*** Data supplied Section Begins ***

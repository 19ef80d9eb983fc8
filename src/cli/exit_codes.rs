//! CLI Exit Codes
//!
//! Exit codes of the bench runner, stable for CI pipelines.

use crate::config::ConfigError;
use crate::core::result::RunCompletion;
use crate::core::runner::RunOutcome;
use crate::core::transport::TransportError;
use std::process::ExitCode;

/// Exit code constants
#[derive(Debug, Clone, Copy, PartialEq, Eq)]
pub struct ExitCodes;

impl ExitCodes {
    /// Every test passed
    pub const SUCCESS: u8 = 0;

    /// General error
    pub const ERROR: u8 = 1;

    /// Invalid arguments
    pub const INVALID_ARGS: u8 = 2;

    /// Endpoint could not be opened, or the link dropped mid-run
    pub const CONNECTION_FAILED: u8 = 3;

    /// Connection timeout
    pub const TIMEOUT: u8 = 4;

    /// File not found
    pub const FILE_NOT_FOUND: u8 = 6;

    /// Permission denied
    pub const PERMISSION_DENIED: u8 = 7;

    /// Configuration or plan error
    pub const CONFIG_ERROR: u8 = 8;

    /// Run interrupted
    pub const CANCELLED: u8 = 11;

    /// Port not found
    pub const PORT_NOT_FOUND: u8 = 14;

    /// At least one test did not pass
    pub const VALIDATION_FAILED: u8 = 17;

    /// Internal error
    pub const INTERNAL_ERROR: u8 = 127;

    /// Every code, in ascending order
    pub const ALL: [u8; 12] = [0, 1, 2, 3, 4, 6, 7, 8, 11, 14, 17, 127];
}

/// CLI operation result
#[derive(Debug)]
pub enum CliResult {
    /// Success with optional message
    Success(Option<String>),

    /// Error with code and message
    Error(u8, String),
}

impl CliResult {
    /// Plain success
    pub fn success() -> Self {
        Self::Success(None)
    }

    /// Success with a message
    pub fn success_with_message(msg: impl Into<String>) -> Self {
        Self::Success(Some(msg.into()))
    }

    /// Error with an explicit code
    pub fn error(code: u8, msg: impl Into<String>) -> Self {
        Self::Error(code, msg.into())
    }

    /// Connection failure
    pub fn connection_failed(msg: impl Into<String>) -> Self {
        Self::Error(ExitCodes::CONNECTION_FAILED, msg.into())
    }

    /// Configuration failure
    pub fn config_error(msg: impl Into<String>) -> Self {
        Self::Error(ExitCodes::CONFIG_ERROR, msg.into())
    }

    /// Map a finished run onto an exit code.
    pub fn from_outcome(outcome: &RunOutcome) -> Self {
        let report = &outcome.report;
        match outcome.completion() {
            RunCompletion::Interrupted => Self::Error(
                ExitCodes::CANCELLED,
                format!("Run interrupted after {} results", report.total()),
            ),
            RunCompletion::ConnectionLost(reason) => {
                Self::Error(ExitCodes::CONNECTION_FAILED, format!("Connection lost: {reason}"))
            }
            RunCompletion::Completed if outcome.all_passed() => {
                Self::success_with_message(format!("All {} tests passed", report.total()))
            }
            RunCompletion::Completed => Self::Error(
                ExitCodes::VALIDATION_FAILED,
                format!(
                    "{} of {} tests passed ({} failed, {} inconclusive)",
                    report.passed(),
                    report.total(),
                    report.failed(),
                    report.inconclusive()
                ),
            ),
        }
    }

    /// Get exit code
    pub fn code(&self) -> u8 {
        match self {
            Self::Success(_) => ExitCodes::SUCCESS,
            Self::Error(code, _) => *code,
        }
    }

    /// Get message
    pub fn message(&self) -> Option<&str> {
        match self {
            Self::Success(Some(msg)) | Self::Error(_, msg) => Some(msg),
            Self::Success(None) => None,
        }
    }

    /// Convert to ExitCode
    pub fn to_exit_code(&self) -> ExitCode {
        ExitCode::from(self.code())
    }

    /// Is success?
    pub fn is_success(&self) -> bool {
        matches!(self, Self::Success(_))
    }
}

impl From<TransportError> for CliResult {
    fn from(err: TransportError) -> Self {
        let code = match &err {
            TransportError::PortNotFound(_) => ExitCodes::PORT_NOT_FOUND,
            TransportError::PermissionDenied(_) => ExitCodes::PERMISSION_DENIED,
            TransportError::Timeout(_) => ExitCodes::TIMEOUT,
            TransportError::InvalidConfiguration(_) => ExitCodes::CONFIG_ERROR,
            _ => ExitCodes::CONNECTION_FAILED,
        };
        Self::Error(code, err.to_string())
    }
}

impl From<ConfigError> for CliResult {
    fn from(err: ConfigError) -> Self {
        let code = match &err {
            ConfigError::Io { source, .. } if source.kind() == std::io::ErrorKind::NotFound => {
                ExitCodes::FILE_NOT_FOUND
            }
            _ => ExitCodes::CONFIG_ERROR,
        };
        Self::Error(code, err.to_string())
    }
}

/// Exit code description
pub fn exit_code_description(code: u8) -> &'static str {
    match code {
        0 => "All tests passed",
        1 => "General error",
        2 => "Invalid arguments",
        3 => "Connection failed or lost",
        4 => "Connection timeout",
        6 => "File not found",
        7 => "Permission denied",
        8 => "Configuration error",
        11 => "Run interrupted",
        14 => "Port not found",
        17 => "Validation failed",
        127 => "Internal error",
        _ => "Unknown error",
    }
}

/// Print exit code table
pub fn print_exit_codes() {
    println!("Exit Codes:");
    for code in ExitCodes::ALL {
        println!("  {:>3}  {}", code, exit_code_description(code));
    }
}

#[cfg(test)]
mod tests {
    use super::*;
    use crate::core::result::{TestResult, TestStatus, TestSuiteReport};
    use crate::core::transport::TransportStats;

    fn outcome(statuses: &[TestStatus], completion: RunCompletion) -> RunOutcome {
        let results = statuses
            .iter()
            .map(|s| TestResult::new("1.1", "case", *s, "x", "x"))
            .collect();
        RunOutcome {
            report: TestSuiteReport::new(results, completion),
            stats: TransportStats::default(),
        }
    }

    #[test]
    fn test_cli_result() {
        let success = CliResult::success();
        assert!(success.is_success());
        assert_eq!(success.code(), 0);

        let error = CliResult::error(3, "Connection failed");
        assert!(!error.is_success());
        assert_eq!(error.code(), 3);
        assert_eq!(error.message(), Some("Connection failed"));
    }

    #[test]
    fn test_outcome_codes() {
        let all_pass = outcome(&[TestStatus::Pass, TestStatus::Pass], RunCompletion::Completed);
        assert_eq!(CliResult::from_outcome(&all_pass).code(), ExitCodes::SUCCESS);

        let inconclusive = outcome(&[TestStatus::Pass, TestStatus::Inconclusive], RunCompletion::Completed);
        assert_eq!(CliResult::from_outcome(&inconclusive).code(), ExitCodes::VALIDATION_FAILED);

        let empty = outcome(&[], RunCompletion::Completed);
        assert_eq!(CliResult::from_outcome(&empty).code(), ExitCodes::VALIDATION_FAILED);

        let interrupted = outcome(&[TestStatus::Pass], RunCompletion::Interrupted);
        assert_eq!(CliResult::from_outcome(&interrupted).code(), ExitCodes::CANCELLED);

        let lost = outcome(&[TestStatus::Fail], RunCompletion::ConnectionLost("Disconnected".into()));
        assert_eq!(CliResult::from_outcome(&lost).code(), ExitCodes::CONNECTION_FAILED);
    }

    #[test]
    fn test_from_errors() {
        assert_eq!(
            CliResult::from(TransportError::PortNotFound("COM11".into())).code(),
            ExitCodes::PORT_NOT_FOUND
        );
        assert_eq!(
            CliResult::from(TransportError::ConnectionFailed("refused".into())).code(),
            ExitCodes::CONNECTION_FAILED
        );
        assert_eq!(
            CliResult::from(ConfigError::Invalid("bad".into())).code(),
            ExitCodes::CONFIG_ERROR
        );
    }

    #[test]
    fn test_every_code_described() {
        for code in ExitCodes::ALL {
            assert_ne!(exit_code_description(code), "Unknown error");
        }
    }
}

*** Data supplied Section Ends ***

Recopy all the entries faithfully, leaving none out.

• [Output for this task]:
repository 19ef80d9eb983fc8
filename src/cli/exit_codes.rs
//! CLI Exit Codes
//!
//! Exit codes of the bench runner, stable for CI pipelines.

use crate::config::ConfigError;
use crate::core::result::RunCompletion;
use crate::core::runner::RunOutcome;
use crate::core::transport::TransportError;
use std::process::ExitCode;

/// Exit code constants
#[derive(Debug, Clone, Copy, PartialEq, Eq)]
pub struct ExitCodes;

impl ExitCodes {
    /// Every test passed
    pub const SUCCESS: u8 = 0;

    /// General error
    pub const ERROR: u8 = 1;

    /// Invalid arguments
    pub const INVALID_ARGS: u8 = 2;

    /// Endpoint could not be opened, or the link dropped mid-run
    pub const CONNECTION_FAILED: u8 = 3;

    /// Connection timeout
    pub const TIMEOUT: u8 = 4;

    /// File not found
    pub const FILE_NOT_FOUND: u8 = 6;

    /// Permission denied
    pub const PERMISSION_DENIED: u8 = 7;

    /// Configuration or plan error
    pub const CONFIG_ERROR: u8 = 8;

    /// Run interrupted
    pub const CANCELLED: u8 = 11;

    /// Port not found
    pub const PORT_NOT_FOUND: u8 = 14;

    /// At least one test did not pass
    pub const VALIDATION_FAILED: u8 = 17;

    /// Internal error
    pub const INTERNAL_ERROR: u8 = 127;

    /// Every code, in ascending order
    pub const ALL: [u8; 12] = [0, 1, 2, 3, 4, 6, 7, 8, 11, 14, 17, 127];
}

/// CLI operation result
#[derive(Debug)]
pub enum CliResult {
    /// Success with optional message
    Success(Option<String>),

    /// Error with code and message
    Error(u8, String),
}

impl CliResult {
    /// Plain success
    pub fn success() -> Self {
        Self::Success(None)
    }

    /// Success with a message
    pub fn success_with_message(msg: impl Into<String>) -> Self {
        Self::Success(Some(msg.into()))
    }

    /// Error with an explicit code
    pub fn error(code: u8, msg: impl Into<String>) -> Self {
        Self::Error(code, msg.into())
    }

    /// Connection failure
    pub fn connection_failed(msg: impl Into<String>) -> Self {
        Self::Error(ExitCodes::CONNECTION_FAILED, msg.into())
    }

    /// Configuration failure
    pub fn config_error(msg: impl Into<String>) -> Self {
        Self::Error(ExitCodes::CONFIG_ERROR, msg.into())
    }

    /// Map a finished run onto an exit code.
    pub fn from_outcome(outcome: &RunOutcome) -> Self {
        let report = &outcome.report;
        match outcome.completion() {
            RunCompletion::Interrupted => Self::Error(
                ExitCodes::CANCELLED,
                format!("Run interrupted after {} results", report.total()),
            ),
            RunCompletion::ConnectionLost(reason) => {
                Self::Error(ExitCodes::CONNECTION_FAILED, format!("Connection lost: {reason}"))
            }
            RunCompletion::Completed if outcome.all_passed() => {
                Self::success_with_message(format!("All {} tests passed", report.total()))
            }
            RunCompletion::Completed => Self::Error(
                ExitCodes::VALIDATION_FAILED,
                format!(
                    "{} of {} tests passed ({} failed, {} inconclusive)",
                    report.passed(),
                    report.total(),
                    report.failed(),
                    report.inconclusive()
                ),
            ),
        }
    }

    /// Get exit code
    pub fn code(&self) -> u8 {
        match self {
            Self::Success(_) => ExitCodes::SUCCESS,
            Self::Error(code, _) => *code,
        }
    }

    /// Get message
    pub fn message(&self) -> Option<&str> {
        match self {
            Self::Success(Some(msg)) | Self::Error(_, msg) => Some(msg),
            Self::Success(None) => None,
        }
    }

    /// Convert to ExitCode
    pub fn to_exit_code(&self) -> ExitCode {
        ExitCode::from(self.code())
    }

    /// Is success?
    pub fn is_success(&self) -> bool {
        matches!(self, Self::Success(_))
    }
}

impl From<TransportError> for CliResult {
    fn from(err: TransportError) -> Self {
        let code = match &err {
            TransportError::PortNotFound(_) => ExitCodes::PORT_NOT_FOUND,
            TransportError::PermissionDenied(_) => ExitCodes::PERMISSION_DENIED,
            TransportError::Timeout(_) => ExitCodes::TIMEOUT,
            TransportError::InvalidConfiguration(_) => ExitCodes::CONFIG_ERROR,
            _ => ExitCodes::CONNECTION_FAILED,
        };
        Self::Error(code, err.to_string())
    }
}

impl From<ConfigError> for CliResult {
    fn from(err: ConfigError) -> Self {
        let code = match &err {
            ConfigError::Io { source, .. } if source.kind() == std::io::ErrorKind::NotFound => {
                ExitCodes::FILE_NOT_FOUND
            }
            _ => ExitCodes::CONFIG_ERROR,
        };
        Self::Error(code, err.to_string())
    }
}

/// Exit code description
pub fn exit_code_description(code: u8) -> &'static str {
    match code {
        0 => "All tests passed",
        1 => "General error",
        2 => "Invalid arguments",
        3 => "Connection failed or lost",
        4 => "Connection timeout",
        6 => "File not found",
        7 => "Permission denied",
        8 => "Configuration error",
        11 => "Run interrupted",
        14 => "Port not found",
        17 => "Validation failed",
        127 => "Internal error",
        _ => "Unknown error",
    }
}

/// Print exit code table
pub fn print_exit_codes() {
    println!("Exit Codes:");
    for code in ExitCodes::ALL {
        println!("  {:>3}  {}", code, exit_code_description(code));
    }
}

#[cfg(test)]
mod tests {
    use super::*;
    use crate::core::result::{TestResult, TestStatus, TestSuiteReport};
    use crate::core::transport::TransportStats;

    fn outcome(statuses: &[TestStatus], completion: RunCompletion) -> RunOutcome {
        let results = statuses
            .iter()
            .map(|s| TestResult::new("1.1", "case", *s, "x", "x"))
            .collect();
        RunOutcome {
            report: TestSuiteReport::new(results, completion),
            stats: TransportStats::default(),
        }
    }

    #[test]
    fn test_cli_result() {
        let success = CliResult::success();
        assert!(success.is_success());
        assert_eq!(success.code(), 0);

        let error = CliResult::error(3, "Connection failed");
        assert!(!error.is_success());
        assert_eq!(error.code(), 3);
        assert_eq!(error.message(), Some("Connection failed"));
    }

    #[test]
    fn test_outcome_codes() {
        let all_pass = outcome(&[TestStatus::Pass, TestStatus::Pass], RunCompletion::Completed);
        assert_eq!(CliResult::from_outcome(&all_pass).code(), ExitCodes::SUCCESS);

        let inconclusive = outcome(&[TestStatus::Pass, TestStatus::Inconclusive], RunCompletion::Completed);
        assert_eq!(CliResult::from_outcome(&inconclusive).code(), ExitCodes::VALIDATION_FAILED);

        let empty = outcome(&[], RunCompletion::Completed);
        assert_eq!(CliResult::from_outcome(&empty).code(), ExitCodes::VALIDATION_FAILED);

        let interrupted = outcome(&[TestStatus::Pass], RunCompletion::Interrupted);
        assert_eq!(CliResult::from_outcome(&interrupted).code(), ExitCodes::CANCELLED);

        let lost = outcome(&[TestStatus::Fail], RunCompletion::ConnectionLost("Disconnected".into()));
        assert_eq!(CliResult::from_outcome(&lost).code(), ExitCodes::CONNECTION_FAILED);
    }

    #[test]
    fn test_from_errors() {
        assert_eq!(
            CliResult::from(TransportError::PortNotFound("COM11".into())).code(),
            ExitCodes::PORT_NOT_FOUND
        );
        assert_eq!(
            CliResult::from(TransportError::ConnectionFailed("refused".into())).code(),
            ExitCodes::CONNECTION_FAILED
        );
        assert_eq!(
            CliResult::from(ConfigError::Invalid("bad".into())).code(),
            ExitCodes::CONFIG_ERROR
        );
    }

    #[test]
    fn test_every_code_described() {
        for code in ExitCodes::ALL {
            assert_ne!(exit_code_description(code), "Unknown error");
        }
    }
}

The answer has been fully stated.